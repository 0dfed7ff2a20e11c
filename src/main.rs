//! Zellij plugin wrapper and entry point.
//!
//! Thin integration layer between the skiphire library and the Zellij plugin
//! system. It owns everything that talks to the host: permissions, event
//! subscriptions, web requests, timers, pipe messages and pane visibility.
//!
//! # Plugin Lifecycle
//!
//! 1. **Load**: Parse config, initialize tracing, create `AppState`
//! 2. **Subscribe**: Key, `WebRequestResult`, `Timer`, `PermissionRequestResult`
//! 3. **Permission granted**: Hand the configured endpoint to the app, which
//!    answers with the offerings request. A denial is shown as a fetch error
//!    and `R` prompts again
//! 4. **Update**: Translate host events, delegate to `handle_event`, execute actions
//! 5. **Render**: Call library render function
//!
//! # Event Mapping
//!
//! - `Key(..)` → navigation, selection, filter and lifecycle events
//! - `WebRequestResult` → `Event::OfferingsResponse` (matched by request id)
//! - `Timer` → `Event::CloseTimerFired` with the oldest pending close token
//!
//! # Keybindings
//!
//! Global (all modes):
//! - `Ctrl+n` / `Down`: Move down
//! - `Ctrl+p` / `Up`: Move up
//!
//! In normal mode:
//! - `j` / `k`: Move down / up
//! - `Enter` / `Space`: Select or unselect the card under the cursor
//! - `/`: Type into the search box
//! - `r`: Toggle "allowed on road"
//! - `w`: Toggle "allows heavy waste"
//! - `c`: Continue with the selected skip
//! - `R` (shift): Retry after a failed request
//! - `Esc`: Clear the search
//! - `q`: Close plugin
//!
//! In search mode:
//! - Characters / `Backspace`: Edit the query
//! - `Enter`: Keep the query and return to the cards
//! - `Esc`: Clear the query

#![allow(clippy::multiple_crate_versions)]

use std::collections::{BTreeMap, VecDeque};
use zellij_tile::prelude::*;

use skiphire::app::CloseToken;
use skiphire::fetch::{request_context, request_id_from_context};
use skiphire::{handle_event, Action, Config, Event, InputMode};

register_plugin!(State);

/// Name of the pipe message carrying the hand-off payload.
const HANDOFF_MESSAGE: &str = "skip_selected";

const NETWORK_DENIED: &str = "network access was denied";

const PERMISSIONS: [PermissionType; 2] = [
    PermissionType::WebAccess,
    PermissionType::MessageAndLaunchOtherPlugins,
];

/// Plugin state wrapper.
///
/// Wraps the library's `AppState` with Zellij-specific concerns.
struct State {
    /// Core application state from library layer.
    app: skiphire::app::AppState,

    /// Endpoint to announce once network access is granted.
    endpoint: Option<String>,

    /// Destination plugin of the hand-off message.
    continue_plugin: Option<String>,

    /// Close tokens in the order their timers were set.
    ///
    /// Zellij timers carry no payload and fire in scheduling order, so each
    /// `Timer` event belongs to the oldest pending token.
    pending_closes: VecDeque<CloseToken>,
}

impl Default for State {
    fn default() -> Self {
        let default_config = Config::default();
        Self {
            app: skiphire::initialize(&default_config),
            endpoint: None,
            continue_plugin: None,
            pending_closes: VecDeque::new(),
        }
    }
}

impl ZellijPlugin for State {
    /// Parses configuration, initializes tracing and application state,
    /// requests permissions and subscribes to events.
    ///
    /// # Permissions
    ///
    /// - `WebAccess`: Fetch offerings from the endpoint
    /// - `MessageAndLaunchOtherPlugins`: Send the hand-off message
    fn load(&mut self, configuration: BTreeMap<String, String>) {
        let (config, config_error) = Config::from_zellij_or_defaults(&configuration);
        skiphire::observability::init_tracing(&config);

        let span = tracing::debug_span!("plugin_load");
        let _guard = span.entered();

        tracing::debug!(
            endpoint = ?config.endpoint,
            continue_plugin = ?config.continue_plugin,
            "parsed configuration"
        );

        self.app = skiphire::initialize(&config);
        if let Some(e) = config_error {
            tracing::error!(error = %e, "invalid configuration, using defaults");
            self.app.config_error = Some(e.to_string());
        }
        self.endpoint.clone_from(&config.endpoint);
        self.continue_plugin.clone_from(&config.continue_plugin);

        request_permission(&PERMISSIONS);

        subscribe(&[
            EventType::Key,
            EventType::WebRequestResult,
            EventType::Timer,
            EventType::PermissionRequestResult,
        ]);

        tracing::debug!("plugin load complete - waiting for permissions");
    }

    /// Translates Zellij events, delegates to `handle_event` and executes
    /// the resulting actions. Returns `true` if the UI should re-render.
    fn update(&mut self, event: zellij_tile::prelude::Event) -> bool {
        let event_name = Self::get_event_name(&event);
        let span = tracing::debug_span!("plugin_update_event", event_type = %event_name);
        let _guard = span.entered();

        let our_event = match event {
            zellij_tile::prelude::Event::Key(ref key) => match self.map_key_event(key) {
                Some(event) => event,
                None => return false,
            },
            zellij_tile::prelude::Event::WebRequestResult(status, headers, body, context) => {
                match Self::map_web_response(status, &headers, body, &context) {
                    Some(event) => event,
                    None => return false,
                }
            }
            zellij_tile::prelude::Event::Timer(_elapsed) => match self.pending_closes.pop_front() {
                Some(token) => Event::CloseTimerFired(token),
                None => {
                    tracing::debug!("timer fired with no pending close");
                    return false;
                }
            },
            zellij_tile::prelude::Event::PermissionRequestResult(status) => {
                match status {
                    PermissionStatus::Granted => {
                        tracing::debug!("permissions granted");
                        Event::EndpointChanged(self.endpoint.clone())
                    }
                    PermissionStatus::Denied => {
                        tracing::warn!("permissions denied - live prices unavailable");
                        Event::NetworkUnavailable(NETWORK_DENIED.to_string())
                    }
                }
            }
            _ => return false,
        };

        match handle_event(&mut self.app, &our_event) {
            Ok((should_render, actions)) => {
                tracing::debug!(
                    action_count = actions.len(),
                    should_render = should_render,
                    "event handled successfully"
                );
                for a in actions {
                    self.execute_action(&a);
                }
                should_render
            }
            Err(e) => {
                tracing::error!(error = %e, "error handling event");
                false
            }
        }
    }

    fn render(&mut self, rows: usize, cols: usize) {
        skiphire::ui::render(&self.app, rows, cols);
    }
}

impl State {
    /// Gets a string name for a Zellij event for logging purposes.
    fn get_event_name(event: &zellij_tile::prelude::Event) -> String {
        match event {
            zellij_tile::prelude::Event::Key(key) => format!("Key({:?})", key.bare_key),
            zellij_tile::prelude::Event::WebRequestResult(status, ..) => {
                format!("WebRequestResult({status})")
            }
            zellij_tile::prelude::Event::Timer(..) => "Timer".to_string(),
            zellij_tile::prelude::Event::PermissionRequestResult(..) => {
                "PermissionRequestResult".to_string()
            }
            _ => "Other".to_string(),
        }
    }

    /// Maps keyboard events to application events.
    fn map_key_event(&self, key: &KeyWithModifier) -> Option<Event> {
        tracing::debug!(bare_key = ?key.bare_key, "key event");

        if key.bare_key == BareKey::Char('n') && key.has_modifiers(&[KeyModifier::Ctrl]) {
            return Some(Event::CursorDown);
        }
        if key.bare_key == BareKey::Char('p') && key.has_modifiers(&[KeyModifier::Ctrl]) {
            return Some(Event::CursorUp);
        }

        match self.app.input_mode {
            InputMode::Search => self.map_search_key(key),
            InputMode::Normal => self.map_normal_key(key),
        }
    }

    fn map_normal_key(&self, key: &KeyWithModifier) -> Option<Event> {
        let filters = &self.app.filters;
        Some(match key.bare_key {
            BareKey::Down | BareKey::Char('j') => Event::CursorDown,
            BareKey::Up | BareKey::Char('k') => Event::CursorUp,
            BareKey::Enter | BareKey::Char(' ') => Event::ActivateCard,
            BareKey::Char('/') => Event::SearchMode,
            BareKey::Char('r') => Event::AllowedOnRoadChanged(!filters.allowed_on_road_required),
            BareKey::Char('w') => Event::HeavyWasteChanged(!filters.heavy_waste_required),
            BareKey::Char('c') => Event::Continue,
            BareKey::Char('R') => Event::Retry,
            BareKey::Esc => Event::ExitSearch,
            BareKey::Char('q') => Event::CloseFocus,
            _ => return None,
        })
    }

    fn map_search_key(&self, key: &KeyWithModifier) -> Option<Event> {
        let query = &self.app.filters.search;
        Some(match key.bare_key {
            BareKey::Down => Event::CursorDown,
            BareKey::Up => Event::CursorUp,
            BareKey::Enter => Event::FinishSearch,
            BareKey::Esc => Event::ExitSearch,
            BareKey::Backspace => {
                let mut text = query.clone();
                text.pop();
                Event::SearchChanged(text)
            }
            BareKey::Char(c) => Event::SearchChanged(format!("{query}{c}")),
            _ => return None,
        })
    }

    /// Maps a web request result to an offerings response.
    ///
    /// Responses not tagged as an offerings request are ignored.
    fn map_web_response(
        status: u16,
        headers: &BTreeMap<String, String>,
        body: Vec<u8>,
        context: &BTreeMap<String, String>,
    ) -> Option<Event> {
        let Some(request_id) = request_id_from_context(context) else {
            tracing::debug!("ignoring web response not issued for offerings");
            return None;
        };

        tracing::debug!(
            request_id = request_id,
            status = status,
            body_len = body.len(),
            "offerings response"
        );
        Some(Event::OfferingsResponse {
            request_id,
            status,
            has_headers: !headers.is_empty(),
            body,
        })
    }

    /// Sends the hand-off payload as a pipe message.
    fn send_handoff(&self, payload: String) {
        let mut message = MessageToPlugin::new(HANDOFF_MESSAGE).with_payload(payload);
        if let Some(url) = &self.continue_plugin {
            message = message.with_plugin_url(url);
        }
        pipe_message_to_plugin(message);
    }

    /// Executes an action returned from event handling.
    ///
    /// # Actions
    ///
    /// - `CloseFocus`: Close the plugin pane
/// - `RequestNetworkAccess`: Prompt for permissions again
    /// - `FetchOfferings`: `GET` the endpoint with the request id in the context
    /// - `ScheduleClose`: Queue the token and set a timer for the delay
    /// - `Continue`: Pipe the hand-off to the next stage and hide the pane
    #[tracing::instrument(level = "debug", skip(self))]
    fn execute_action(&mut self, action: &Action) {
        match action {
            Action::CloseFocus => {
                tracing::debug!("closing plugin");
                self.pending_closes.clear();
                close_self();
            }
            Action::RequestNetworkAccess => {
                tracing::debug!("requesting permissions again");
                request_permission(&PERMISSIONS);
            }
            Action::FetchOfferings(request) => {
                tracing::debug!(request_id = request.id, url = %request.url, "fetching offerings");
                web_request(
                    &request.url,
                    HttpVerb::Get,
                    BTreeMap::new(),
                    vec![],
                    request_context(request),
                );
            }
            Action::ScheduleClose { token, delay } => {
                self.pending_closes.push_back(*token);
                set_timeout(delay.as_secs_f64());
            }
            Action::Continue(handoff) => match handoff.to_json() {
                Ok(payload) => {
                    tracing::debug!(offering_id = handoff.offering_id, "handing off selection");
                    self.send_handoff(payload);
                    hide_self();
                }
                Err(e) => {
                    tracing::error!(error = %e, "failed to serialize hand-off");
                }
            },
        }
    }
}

:::

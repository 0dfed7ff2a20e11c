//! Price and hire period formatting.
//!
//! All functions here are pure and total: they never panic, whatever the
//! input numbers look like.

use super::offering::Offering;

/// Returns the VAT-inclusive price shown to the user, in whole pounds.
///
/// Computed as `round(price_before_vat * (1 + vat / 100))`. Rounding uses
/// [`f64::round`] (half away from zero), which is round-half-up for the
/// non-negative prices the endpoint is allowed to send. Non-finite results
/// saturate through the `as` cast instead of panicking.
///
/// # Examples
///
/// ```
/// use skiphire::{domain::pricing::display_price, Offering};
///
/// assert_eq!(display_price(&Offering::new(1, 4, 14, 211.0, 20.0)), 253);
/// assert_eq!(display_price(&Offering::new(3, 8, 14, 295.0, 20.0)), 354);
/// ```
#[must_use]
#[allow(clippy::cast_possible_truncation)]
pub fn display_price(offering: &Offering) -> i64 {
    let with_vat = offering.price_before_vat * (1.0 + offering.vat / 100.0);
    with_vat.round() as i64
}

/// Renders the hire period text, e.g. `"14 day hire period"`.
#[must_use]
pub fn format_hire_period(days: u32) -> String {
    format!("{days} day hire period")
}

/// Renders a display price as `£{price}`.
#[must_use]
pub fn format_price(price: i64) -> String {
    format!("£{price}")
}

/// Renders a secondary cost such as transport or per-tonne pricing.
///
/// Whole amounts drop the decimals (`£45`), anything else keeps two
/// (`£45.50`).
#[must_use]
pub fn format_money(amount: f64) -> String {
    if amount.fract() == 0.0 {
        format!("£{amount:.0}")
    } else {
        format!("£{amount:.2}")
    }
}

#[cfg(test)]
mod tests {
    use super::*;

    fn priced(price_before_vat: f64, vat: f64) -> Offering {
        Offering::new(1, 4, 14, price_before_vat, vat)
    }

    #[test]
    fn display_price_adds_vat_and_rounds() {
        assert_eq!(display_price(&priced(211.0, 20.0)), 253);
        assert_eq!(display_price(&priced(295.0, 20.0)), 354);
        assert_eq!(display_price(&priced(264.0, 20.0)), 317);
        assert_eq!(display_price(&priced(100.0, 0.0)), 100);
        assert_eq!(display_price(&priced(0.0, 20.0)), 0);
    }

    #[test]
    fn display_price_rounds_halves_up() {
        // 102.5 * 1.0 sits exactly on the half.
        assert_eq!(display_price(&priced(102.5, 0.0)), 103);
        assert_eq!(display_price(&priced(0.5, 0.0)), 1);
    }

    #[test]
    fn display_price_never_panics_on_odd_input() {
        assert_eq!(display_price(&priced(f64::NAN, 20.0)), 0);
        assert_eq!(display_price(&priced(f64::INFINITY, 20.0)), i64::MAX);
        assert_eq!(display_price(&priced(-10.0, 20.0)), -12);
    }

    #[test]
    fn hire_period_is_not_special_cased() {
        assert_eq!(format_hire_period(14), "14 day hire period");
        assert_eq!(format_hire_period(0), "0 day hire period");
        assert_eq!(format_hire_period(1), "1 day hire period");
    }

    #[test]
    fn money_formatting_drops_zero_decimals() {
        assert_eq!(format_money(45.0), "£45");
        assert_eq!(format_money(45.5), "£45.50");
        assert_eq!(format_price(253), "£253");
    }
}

:::

• [Activity]:
Write out every line of the entries that holds the word "requests".

• [Answer area]:
//! subscriptions, web requests, timers, pipe messages and pane visibility.
    /// requests permissions and subscribes to events.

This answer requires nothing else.